Luckily, I didn't like it. A monstrous waste of time is how I felt about that one.
                       
This day, I was hoping for a burger and fries and maybe check out some of the used-to-be hot waitresses swinging around, laughing and smiling, and making lots of cash tips at  The Mission Rock Bar, Restaurant, and Marina.
I was observing...
          There's a streetcar scene on  Third Street now, which is good and progressive I guess. I drove down to Jackson Park, the last time I was down there was for one of my nephew's kids' christening, I think.
We used to play league softball in Jackson Park on Sixteenth St. 

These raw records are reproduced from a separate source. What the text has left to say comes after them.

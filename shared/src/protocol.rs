//! REST 接口约定：HTTP 方法与资源路径
//!
//! 路径均为相对路径，由客户端拼接到配置的 base URL 上。

use crate::Id;
use serde::{Deserialize, Serialize};

/// HTTP Methods for API Requests
#[derive(Debug, Clone, Copy, PartialEq, Eq, Hash, Serialize, Deserialize)]
pub enum HttpMethod {
    Get,
    Post,
    Put,
    Delete,
}

impl HttpMethod {
    pub fn as_str(&self) -> &'static str {
        match self {
            HttpMethod::Get => "GET",
            HttpMethod::Post => "POST",
            HttpMethod::Put => "PUT",
            HttpMethod::Delete => "DELETE",
        }
    }
}

/// 资源路径表
///
/// 测验统一挂在课程下（`/courses/{id}/quizzes`）。
pub struct ApiPaths;

impl ApiPaths {
    // --- Auth ---
    pub const AUTH_LOGIN: &'static str = "/auth/login";
    pub const AUTH_REFRESH: &'static str = "/auth/refresh";
    pub const AUTH_LOGOUT: &'static str = "/auth/logout";

    // --- Users ---
    pub const USERS: &'static str = "/users";
    pub const ME: &'static str = "/me";

    pub fn user(id: &str) -> String {
        format!("/users/{}", id)
    }

    // --- Courses ---
    pub const COURSES: &'static str = "/courses";
    pub const COURSES_CREATED_ME: &'static str = "/courses-created/me";

    pub fn course(id: Id) -> String {
        format!("/courses/{}", id)
    }

    // --- Enrollments ---
    pub const ENROLLMENTS: &'static str = "/enrollments";
    pub const ENROLLMENTS_ME: &'static str = "/enrollments/me";

    pub fn course_enroll(id: Id) -> String {
        format!("/courses/{}/enroll", id)
    }

    pub fn course_enrollments(id: Id) -> String {
        format!("/courses/{}/enrollments", id)
    }

    // --- Lessons ---
    pub fn course_lessons(id: Id) -> String {
        format!("/courses/{}/lessons", id)
    }

    pub fn lesson(id: Id) -> String {
        format!("/lessons/{}", id)
    }

    // --- Materials ---
    pub fn lesson_materials(id: Id) -> String {
        format!("/lessons/{}/materials", id)
    }

    pub fn material(id: Id) -> String {
        format!("/materials/{}", id)
    }

    // --- Quizzes ---
    pub fn course_quizzes(id: Id) -> String {
        format!("/courses/{}/quizzes", id)
    }

    pub fn quiz(id: Id) -> String {
        format!("/quizzes/{}", id)
    }

    // --- Questions ---
    pub fn quiz_questions(id: Id) -> String {
        format!("/quizzes/{}/questions", id)
    }

    pub fn question(id: Id) -> String {
        format!("/questions/{}", id)
    }

    // --- Answers ---
    pub fn question_answers(id: Id) -> String {
        format!("/questions/{}/answers", id)
    }

    pub fn answer(id: Id) -> String {
        format!("/answers/{}", id)
    }

    // --- Submissions ---
    pub fn quiz_submit(id: Id) -> String {
        format!("/quizzes/{}/submit", id)
    }

    pub fn quiz_submissions(id: Id) -> String {
        format!("/quizzes/{}/submissions", id)
    }

    pub fn quiz_submissions_me(id: Id) -> String {
        format!("/quizzes/{}/submissions/me", id)
    }

    pub fn submission(id: Id) -> String {
        format!("/submissions/{}", id)
    }

    // --- Progressions ---
    pub fn course_progression_me(id: Id) -> String {
        format!("/courses/{}/progression/me", id)
    }

    pub fn course_progressions(id: Id) -> String {
        format!("/courses/{}/progressions", id)
    }
}

#[cfg(test)]
mod tests {
    use super::*;

    #[test]
    fn nested_paths() {
        assert_eq!(ApiPaths::course_enroll(42), "/courses/42/enroll");
        assert_eq!(ApiPaths::course_quizzes(3), "/courses/3/quizzes");
        assert_eq!(ApiPaths::quiz_submissions_me(9), "/quizzes/9/submissions/me");
        assert_eq!(ApiPaths::course_progression_me(1), "/courses/1/progression/me");
        assert_eq!(ApiPaths::user("abc"), "/users/abc");
    }

    #[test]
    fn method_names() {
        assert_eq!(HttpMethod::Get.as_str(), "GET");
        assert_eq!(HttpMethod::Delete.as_str(), "DELETE");
    }
}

My team took a city league championship there in 84. B  League champs. I was the manager,catcher and utility outfielder. Man, that felt good.

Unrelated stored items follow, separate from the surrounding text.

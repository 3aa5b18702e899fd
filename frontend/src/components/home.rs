//! 登录后的首页，按角色分派

use crate::auth::{AuthContext, logout, update_profile, use_auth};
use crate::components::icons::{BookOpen, GraduationCap, LogOut, RefreshCw};
use crate::generation::RequestGeneration;
use leptos::prelude::*;
use leptos::task::spawn_local;
use learnify_shared::{EnrollmentCourseSummary, Role, UpdateProfileRequest, format_date};

#[component]
pub fn HomePage() -> impl IntoView {
    let auth = use_auth();
    let user = auth.user_signal();
    // 只在角色变化时切换视图，修改资料不会重建页面
    let role = Memo::new(move |_| user.get().map(|u| u.role));

    move || match role.get() {
        Some(Some(Role::Student)) => view! { <StudentHome /> }.into_any(),
        Some(Some(Role::Teacher)) => view! { <TeacherHome /> }.into_any(),
        Some(_) => view! { <Forbidden /> }.into_any(),
        // 会话就绪但资料尚未写入，保持空白
        None => ().into_any(),
    }
}

fn on_logout(auth: AuthContext) -> impl Fn(leptos::ev::MouseEvent) + Copy {
    move |_| {
        spawn_local(async move {
            // 跳转由路由服务监听会话变化完成
            logout(&auth).await;
        });
    }
}

#[component]
fn Navbar() -> impl IntoView {
    let auth = use_auth();
    let user = auth.user_signal();

    view! {
        <div class="navbar bg-base-100 rounded-box shadow-xl">
            <div class="flex-1 gap-2">
                <GraduationCap attr:class="text-primary h-6 w-6" />
                <span class="btn btn-ghost text-xl">"Learnify"</span>
            </div>
            <div class="flex-none gap-2">
                <div class="avatar placeholder">
                    <div class="bg-neutral text-neutral-content rounded-full w-10">
                        <span>{move || user.get().map(|u| u.initials()).unwrap_or_default()}</span>
                    </div>
                </div>
                <button on:click=on_logout(auth) class="btn btn-outline btn-error gap-2">
                    <LogOut attr:class="h-4 w-4" /> "Sign out"
                </button>
            </div>
        </div>
    }
}

/// 修改姓名
#[component]
fn ProfileEditor() -> impl IntoView {
    let auth = use_auth();
    let current = auth.user_signal();

    let first_name = RwSignal::new(current.get_untracked().map(|u| u.first_name).unwrap_or_default());
    let last_name = RwSignal::new(current.get_untracked().map(|u| u.last_name).unwrap_or_default());
    let (notification, set_notification) = signal(Option::<(String, bool)>::None); // 消息内容, 是否出错
    let (is_saving, set_is_saving) = signal(false);

    let on_submit = move |ev: leptos::web_sys::SubmitEvent| {
        ev.prevent_default();
        set_is_saving.set(true);
        let data = UpdateProfileRequest {
            first_name: first_name.get_untracked().trim().to_string(),
            last_name: last_name.get_untracked().trim().to_string(),
        };
        spawn_local(async move {
            match update_profile(&auth, data).await {
                Ok(_) => set_notification.set(Some(("Profile updated".to_string(), false))),
                Err(e) => set_notification.set(Some((e.message, true))),
            }
            set_is_saving.set(false);
        });
    };

    view! {
        <div class="card bg-base-100 shadow-xl">
            <form class="card-body" on:submit=on_submit>
                <h3 class="card-title">"Profile"</h3>
                <p class="text-base-content/70 text-sm">
                    {move || current.get().map(|u| {
                        let since = u.created_at.map(|d| format!(" · member since {}", format_date(&d))).unwrap_or_default();
                        format!("{}{}", u.email, since)
                    })}
                </p>
                {move || notification.get().map(|(msg, is_err)| view! {
                    <div class=if is_err { "alert alert-error text-sm py-2" } else { "alert alert-success text-sm py-2" }>
                        <span>{msg}</span>
                    </div>
                })}
                <div class="grid grid-cols-2 gap-4">
                    <input
                        class="input input-bordered"
                        prop:value=first_name
                        on:input=move |ev| first_name.set(event_target_value(&ev))
                        required
                    />
                    <input
                        class="input input-bordered"
                        prop:value=last_name
                        on:input=move |ev| last_name.set(event_target_value(&ev))
                        required
                    />
                </div>
                <div class="card-actions justify-end">
                    <button class="btn btn-primary btn-sm" disabled=move || is_saving.get()>"Save"</button>
                </div>
            </form>
        </div>
    }
}

// ============================================================================
// 学生首页
// ============================================================================

fn average_progress(courses: &[EnrollmentCourseSummary]) -> u32 {
    if courses.is_empty() {
        return 0;
    }
    let total: f64 = courses.iter().map(|c| c.progress_percent).sum();
    (total / courses.len() as f64).round() as u32
}

fn completed_count(courses: &[EnrollmentCourseSummary]) -> usize {
    courses.iter().filter(|c| c.progress_percent >= 100.0).count()
}

#[component]
fn StudentHome() -> impl IntoView {
    let auth = use_auth();
    let user = auth.user_signal();

    let courses = RwSignal::new(Vec::<EnrollmentCourseSummary>::new());
    let (loading_courses, set_loading_courses) = signal(true);
    let (error_msg, set_error_msg) = signal(Option::<String>::None);

    let generation = RequestGeneration::new();
    on_cleanup({
        let generation = generation.clone();
        move || generation.invalidate()
    });

    let load_courses = move || {
        let ticket = generation.next();
        let generation = generation.clone();
        let api = auth.api();
        set_loading_courses.set(true);
        set_error_msg.set(None);

        spawn_local(async move {
            let result = api.get_my_enrollments().await;
            if !generation.is_current(ticket) {
                tracing::debug!("dropping stale enrollments response");
                return;
            }
            match result {
                Ok(data) => courses.set(data),
                Err(e) => {
                    set_error_msg.set(Some(e.message));
                    courses.set(Vec::new());
                }
            }
            set_loading_courses.set(false);
        });
    };

    load_courses();

    let total = move || courses.with(|c| c.len());
    let progress = move || courses.with(|c| average_progress(c));
    let completed = move || courses.with(|c| completed_count(c));

    view! {
        <div class="min-h-screen bg-base-200 p-4 md:p-8 font-sans">
            <div class="max-w-7xl mx-auto space-y-8">
                <Navbar />

                <div>
                    <span class="badge badge-primary badge-outline">"Welcome back"</span>
                    <h2 class="text-4xl font-bold mt-2">
                        "Hello, " <span class="text-primary">{move || user.get().map(|u| u.first_name).unwrap_or_default()}</span>
                    </h2>
                    <p class="text-base-content/70">"Continue your learning journey."</p>
                </div>

                <div class="stats shadow w-full stats-vertical md:stats-horizontal bg-base-100">
                    <div class="stat">
                        <div class="stat-title">"Courses"</div>
                        <div class="stat-value text-primary">{total}</div>
                    </div>
                    <div class="stat">
                        <div class="stat-title">"Progress"</div>
                        <div class="stat-value text-secondary">{move || format!("{}%", progress())}</div>
                    </div>
                    <div class="stat">
                        <div class="stat-title">"Completed"</div>
                        <div class="stat-value text-accent">{completed}</div>
                    </div>
                </div>

                {move || error_msg.get().map(|msg| view! {
                    <div role="alert" class="alert alert-error">
                        <span>{msg}</span>
                        <button class="btn btn-sm btn-ghost" on:click=move |_| set_error_msg.set(None)>"✕"</button>
                    </div>
                })}

                <div class="card bg-base-100 shadow-xl">
                    <div class="card-body">
                        <div class="flex items-center justify-between">
                            <h3 class="card-title gap-2">
                                <BookOpen attr:class="h-5 w-5" /> "My Courses"
                            </h3>
                            <button on:click=move |_| load_courses() disabled=move || loading_courses.get() class="btn btn-ghost btn-circle">
                                <RefreshCw attr:class=move || if loading_courses.get() { "h-5 w-5 animate-spin" } else { "h-5 w-5" } />
                            </button>
                        </div>

                        <Show
                            when=move || !loading_courses.get()
                            fallback=|| view! { <div class="flex justify-center py-8"><span class="loading loading-spinner loading-lg text-primary"></span></div> }
                        >
                            <Show
                                when=move || total() != 0
                                fallback=|| view! {
                                    <div class="text-center py-8 text-base-content/50">
                                        "No courses yet. Start your learning journey by enrolling in a course."
                                    </div>
                                }
                            >
                                <div class="grid gap-4 md:grid-cols-2 xl:grid-cols-3">
                                    <For
                                        each=move || courses.get()
                                        key=|course| course.id
                                        children=move |course| view! { <CourseCard course=course /> }
                                    />
                                </div>
                            </Show>
                        </Show>
                    </div>
                </div>

                <ProfileEditor />
            </div>
        </div>
    }
}

#[component]
fn CourseCard(course: EnrollmentCourseSummary) -> impl IntoView {
    let teacher = match (&course.first_name, &course.last_name) {
        (Some(first), Some(last)) => format!("{} {}", first, last),
        (Some(name), None) | (None, Some(name)) => name.clone(),
        (None, None) => String::new(),
    };
    let enrolled = course
        .enrolled_at
        .map(|d| format!("Enrolled {}", format_date(&d)))
        .unwrap_or_default();
    let percent = course.progress_percent.clamp(0.0, 100.0);

    view! {
        <div class="card bg-base-200">
            <div class="card-body">
                <h4 class="card-title">{course.title}</h4>
                <p class="text-sm text-base-content/70">{teacher}</p>
                <progress class="progress progress-primary w-full" value=percent.to_string() max="100"></progress>
                <div class="flex justify-between text-xs text-base-content/50">
                    <span>{enrolled}</span>
                    <span>{format!("{:.0}%", percent)}</span>
                </div>
            </div>
        </div>
    }
}

// ============================================================================
// 教师首页与无权限
// ============================================================================

#[component]
fn TeacherHome() -> impl IntoView {
    view! {
        <div class="min-h-screen bg-base-200 p-4 md:p-8 font-sans">
            <div class="max-w-7xl mx-auto space-y-8">
                <Navbar />
                <div class="card bg-base-100 shadow-xl">
                    <div class="card-body items-center text-center">
                        <h3 class="card-title">"Teacher dashboard"</h3>
                        <p class="text-base-content/70">"Course management is coming soon."</p>
                    </div>
                </div>
                <ProfileEditor />
            </div>
        </div>
    }
}

#[component]
fn Forbidden() -> impl IntoView {
    let auth = use_auth();

    view! {
        <div class="flex items-center justify-center min-h-screen bg-base-200">
            <div class="text-center space-y-4">
                <h1 class="text-6xl font-bold text-error">"403"</h1>
                <p class="text-xl">"This area is not available for your account."</p>
                <button on:click=on_logout(auth) class="btn btn-outline btn-error gap-2">
                    <LogOut attr:class="h-4 w-4" /> "Sign out"
                </button>
            </div>
        </div>
    }
}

Today though, The Rock was closed, it was raining and cold but someone was whacking tennis balls around Jackson Park out there anyway..


NOW....IT SEEMS TO ME.....
Mission Rock is the western boundary of "The Great Big Great New Development"  that has polished off all the weird and cool places to hang out, explore and try to sneak in and fish the Bay from around there, now it's all used to be. Looking back on it now, it was going out even then. After anything begins, it is then heading for its end. I just thought I'd toss that in there as it just occurred to me...

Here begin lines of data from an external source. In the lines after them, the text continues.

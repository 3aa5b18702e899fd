//! Learnify 前后端共享的线上数据模型
//!
//! 所有字段与后端 JSON 保持一致（camelCase），未知字段忽略，可选字段缺省为 None。

use chrono::NaiveDateTime;
use serde::{Deserialize, Deserializer, Serialize};

pub mod date;
pub mod protocol;

pub use date::{format_date, format_date_time};
pub use protocol::{ApiPaths, HttpMethod};

// =========================================================
// 常量定义 (Constants)
// =========================================================

pub const HEADER_AUTHORIZATION: &str = "Authorization";
pub const HEADER_CONTENT_TYPE: &str = "Content-Type";
pub const CONTENT_TYPE_JSON: &str = "application/json";
pub const BEARER_PREFIX: &str = "Bearer ";

pub type Id = i64;

/// 后端部分 DTO 把 id 声明为 String，部分为 Long，这里两种都接受
fn string_or_number<'de, D: Deserializer<'de>>(deserializer: D) -> Result<String, D::Error> {
    #[derive(Deserialize)]
    #[serde(untagged)]
    enum Raw {
        Text(String),
        Number(i64),
    }

    Ok(match Raw::deserialize(deserializer)? {
        Raw::Text(s) => s,
        Raw::Number(n) => n.to_string(),
    })
}

// =========================================================
// 认证 (Auth)
// =========================================================

#[derive(Debug, Clone, PartialEq, Serialize, Deserialize)]
pub struct LoginRequest {
    pub email: String,
    pub password: String,
}

/// login / refresh 的响应体
#[derive(Debug, Clone, PartialEq, Serialize, Deserialize)]
#[serde(rename_all = "camelCase")]
pub struct TokenResponse {
    #[serde(alias = "token")]
    pub access_token: String,
}

#[derive(Debug, Clone, Copy, PartialEq, Eq, Serialize, Deserialize)]
#[serde(rename_all = "SCREAMING_SNAKE_CASE")]
pub enum Role {
    Student,
    Teacher,
    Admin,
}

#[derive(Debug, Clone, PartialEq, Serialize, Deserialize)]
#[serde(rename_all = "camelCase")]
pub struct UserProfile {
    #[serde(deserialize_with = "string_or_number")]
    pub id: String,
    pub first_name: String,
    pub last_name: String,
    pub email: String,
    #[serde(default)]
    pub role: Option<Role>,
    #[serde(default)]
    pub created_at: Option<NaiveDateTime>,
    #[serde(default = "default_active")]
    pub active: bool,
}

fn default_active() -> bool {
    true
}

impl UserProfile {
    pub fn full_name(&self) -> String {
        format!("{} {}", self.first_name, self.last_name)
    }

    /// 姓名首字母，用于头像占位
    pub fn initials(&self) -> String {
        self.first_name
            .chars()
            .take(1)
            .chain(self.last_name.chars().take(1))
            .flat_map(char::to_uppercase)
            .collect()
    }
}

#[derive(Debug, Clone, Default, PartialEq, Serialize, Deserialize)]
#[serde(rename_all = "camelCase")]
pub struct RegisterRequest {
    pub email: String,
    pub password: String,
    pub confirm_password: String,
    pub first_name: String,
    pub last_name: String,
    #[serde(skip_serializing_if = "Option::is_none")]
    pub role: Option<Role>,
}

#[derive(Debug, Clone, PartialEq, Serialize, Deserialize)]
#[serde(rename_all = "camelCase")]
pub struct UpdateProfileRequest {
    pub first_name: String,
    pub last_name: String,
}

// =========================================================
// 课程 (Courses)
// =========================================================

#[derive(Debug, Clone, PartialEq, Serialize, Deserialize)]
#[serde(rename_all = "camelCase")]
pub struct Course {
    pub id: Id,
    pub title: String,
    #[serde(default)]
    pub description: Option<String>,
    #[serde(default)]
    pub category: Option<String>,
    #[serde(default)]
    pub difficulty: Option<String>,
    #[serde(default)]
    pub thumbnail: Option<String>,
    #[serde(default)]
    pub created_by_id: Option<Id>,
    #[serde(default)]
    pub created_at: Option<NaiveDateTime>,
    #[serde(default)]
    pub updated_at: Option<NaiveDateTime>,
}

/// 创建与更新课程共用同一请求体
#[derive(Debug, Clone, Default, PartialEq, Serialize, Deserialize)]
#[serde(rename_all = "camelCase")]
pub struct CourseRequest {
    pub title: String,
    #[serde(skip_serializing_if = "Option::is_none")]
    pub description: Option<String>,
    #[serde(skip_serializing_if = "Option::is_none")]
    pub category: Option<String>,
    #[serde(skip_serializing_if = "Option::is_none")]
    pub difficulty: Option<String>,
    #[serde(skip_serializing_if = "Option::is_none")]
    pub thumbnail: Option<String>,
}

// =========================================================
// 选课 (Enrollments)
// =========================================================

#[derive(Debug, Clone, PartialEq, Serialize, Deserialize)]
#[serde(rename_all = "camelCase")]
pub struct Enrollment {
    pub student_id: Id,
    pub course_id: Id,
    #[serde(default)]
    pub enrolled_at: Option<NaiveDateTime>,
}

/// `/enrollments/me`：学生视角，附带课程与讲师信息
#[derive(Debug, Clone, PartialEq, Serialize, Deserialize)]
#[serde(rename_all = "camelCase")]
pub struct EnrollmentCourseSummary {
    pub id: Id,
    pub title: String,
    #[serde(default)]
    pub teacher_id: Option<Id>,
    #[serde(default)]
    pub first_name: Option<String>,
    #[serde(default)]
    pub last_name: Option<String>,
    #[serde(default)]
    pub enrolled_at: Option<NaiveDateTime>,
    #[serde(default, alias = "progressionPercent")]
    pub progress_percent: f64,
}

/// `/courses/{id}/enrollments`：课程视角
#[derive(Debug, Clone, PartialEq, Serialize, Deserialize)]
#[serde(rename_all = "camelCase")]
pub struct EnrollmentStudentSummary {
    pub id: Id,
    pub first_name: String,
    pub last_name: String,
    #[serde(default)]
    pub enrolled_at: Option<NaiveDateTime>,
}

#[derive(Debug, Clone, PartialEq, Serialize, Deserialize)]
#[serde(rename_all = "camelCase")]
pub struct StudentProgression {
    #[serde(default, alias = "progressionPercent")]
    pub progress_percent: f64,
    #[serde(default)]
    pub average_score: f64,
}

// =========================================================
// 课时与资料 (Lessons & Materials)
// =========================================================

#[derive(Debug, Clone, PartialEq, Serialize, Deserialize)]
#[serde(rename_all = "camelCase")]
pub struct Lesson {
    pub id: Id,
    pub course_id: Id,
    pub title: String,
    #[serde(default)]
    pub content: Option<String>,
    #[serde(default)]
    pub video_url: Option<String>,
    #[serde(default)]
    pub order_index: i64,
}

#[derive(Debug, Clone, Default, PartialEq, Serialize, Deserialize)]
#[serde(rename_all = "camelCase")]
pub struct LessonRequest {
    pub title: String,
    #[serde(skip_serializing_if = "Option::is_none")]
    pub content: Option<String>,
    #[serde(skip_serializing_if = "Option::is_none")]
    pub video_url: Option<String>,
    pub order_index: i64,
}

#[derive(Debug, Clone, Copy, PartialEq, Eq, Serialize, Deserialize)]
#[serde(rename_all = "SCREAMING_SNAKE_CASE")]
pub enum FileType {
    Pdf,
    Video,
    Image,
    Document,
    Link,
    Other,
}

#[derive(Debug, Clone, PartialEq, Serialize, Deserialize)]
#[serde(rename_all = "camelCase")]
pub struct Material {
    pub id: Id,
    pub file_path: String,
    #[serde(default)]
    pub file_type: Option<FileType>,
    pub lesson_id: Id,
}

#[derive(Debug, Clone, PartialEq, Serialize, Deserialize)]
#[serde(rename_all = "camelCase")]
pub struct MaterialRequest {
    pub file_path: String,
    pub file_type: FileType,
}

// =========================================================
// 测验 (Quizzes / Questions / Answers / Submissions)
// =========================================================

#[derive(Debug, Clone, PartialEq, Serialize, Deserialize)]
#[serde(rename_all = "camelCase")]
pub struct Quiz {
    pub id: Id,
    pub title: String,
    #[serde(default)]
    pub description: Option<String>,
    pub course_id: Id,
}

#[derive(Debug, Clone, Default, PartialEq, Serialize, Deserialize)]
#[serde(rename_all = "camelCase")]
pub struct QuizRequest {
    pub title: String,
    #[serde(skip_serializing_if = "Option::is_none")]
    pub description: Option<String>,
}

#[derive(Debug, Clone, PartialEq, Serialize, Deserialize)]
#[serde(rename_all = "camelCase")]
pub struct Question {
    pub id: Id,
    pub text: String,
    #[serde(rename = "type")]
    pub kind: String,
    pub quiz_id: Id,
}

#[derive(Debug, Clone, PartialEq, Serialize, Deserialize)]
#[serde(rename_all = "camelCase")]
pub struct QuestionRequest {
    pub text: String,
    #[serde(rename = "type")]
    pub kind: String,
}

#[derive(Debug, Clone, PartialEq, Serialize, Deserialize)]
#[serde(rename_all = "camelCase")]
pub struct Answer {
    pub id: Id,
    pub text: String,
    /// 仅教师视角返回；学生视角缺省为 false
    #[serde(default, alias = "correct")]
    pub is_correct: bool,
    pub question_id: Id,
}

#[derive(Debug, Clone, PartialEq, Serialize, Deserialize)]
#[serde(rename_all = "camelCase")]
pub struct AnswerRequest {
    pub text: String,
    pub is_correct: bool,
}

/// 单题作答
#[derive(Debug, Clone, PartialEq, Serialize, Deserialize)]
#[serde(rename_all = "camelCase")]
pub struct QuestionResponse {
    pub question_id: Id,
    #[serde(skip_serializing_if = "Option::is_none")]
    pub answer_id: Option<Id>,
    #[serde(skip_serializing_if = "Option::is_none")]
    pub text_answer: Option<String>,
}

/// 提交体是作答数组本身
#[derive(Debug, Clone, Default, PartialEq, Serialize, Deserialize)]
#[serde(transparent)]
pub struct SubmitQuizRequest {
    pub answers: Vec<QuestionResponse>,
}

#[derive(Debug, Clone, PartialEq, Serialize, Deserialize)]
#[serde(rename_all = "camelCase")]
pub struct SubmissionAnswerDetails {
    pub question_id: Id,
    pub question_text: String,
    #[serde(default)]
    pub chosen_answer_id: Option<Id>,
    #[serde(default)]
    pub chosen_answer_text: Option<String>,
    #[serde(default, alias = "correct")]
    pub is_correct: bool,
}

#[derive(Debug, Clone, PartialEq, Serialize, Deserialize)]
#[serde(rename_all = "camelCase")]
pub struct Submission {
    pub id: Id,
    #[serde(default)]
    pub score: Option<f64>,
    #[serde(default)]
    pub submitted_at: Option<NaiveDateTime>,
    pub quiz_id: Id,
    pub student_id: Id,
    #[serde(default)]
    pub answers: Vec<SubmissionAnswerDetails>,
}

SOMA stands for "South of Market" Street. It was wine country after the drawbridge, the little canal had boats being lived on, Sixteenth Street along the bottom of the freeway, you could park your house under there and lots of folks did. School Busses and Bread Trucks and" house" boats in the canal.
Parked houses from Third Street all the way up to twenty-sixth street, no one minded. There was no garbage factor that I remember. Now, there is a giant netted golf place under the freeway

Hey, I got a great way to figure out if you know The City, where is "wine country' in San Francisco?
It was 6th Street, from Mission to Folsom, we had as good a pile of winos and bums as anyone else, and housing for them as well. I worked on those hotels, if you were good and honest, the guy who ran a couple of them would try you out and let you figure out those old buildings which I did with my #1 boss of all time, The Alligator. 
That's right, I worked for Alligator Plumbing and I would again if he asked me.

I wrote this today so I could maybe forget that we have let another pile of assholes kill and ruin everything they can for something I do not understand, There is no there there for me. I cannot find it. The only sense I can make of war is there is no sense in war. The reality that will never change... never has changed for our race anyway, is that it is senseless, and fighting for anything that you don't own or deserve to is pure insanity. It is not a contest. It is a disaster, administrated, visited purposely on no one who deserves it. If we want to make a big deal out of it finally, let us do it. Humanity arisen could lead all these idiot rulers to the river to drink with steel bits in their mouths, make them do the donkey work, it is all they may be good for. Remove their brains and fuck their DNA all the way up.

I don't really get why we don't. The only reason I can come up with, the perfect solution, the mathematic certainty, means if the earth is to survive, then it (and all its non-human inhabitants) must be rid of us.
So, we can't.
We will run it into the dirt. Again.
I am going to go hum Dylan's "New Morning"
I wonder if we come back?
Not Ted Cruz though, or Josh Haw-Haw. Those two ivy league educated idiots were on C-Span today, making fun of a judge applying for supremeship, 
She sounds to me exactly like the kind of person we want doing that job, I wish they would drop the fucking supreme thing. They aren't. We do not have supreme beings among our humans, just different ones.
 Everyone is human.
 No one is supreme.
That's what I think and how I make it down the road, too.
I really really wish the war would stop. Right now. Goddammit.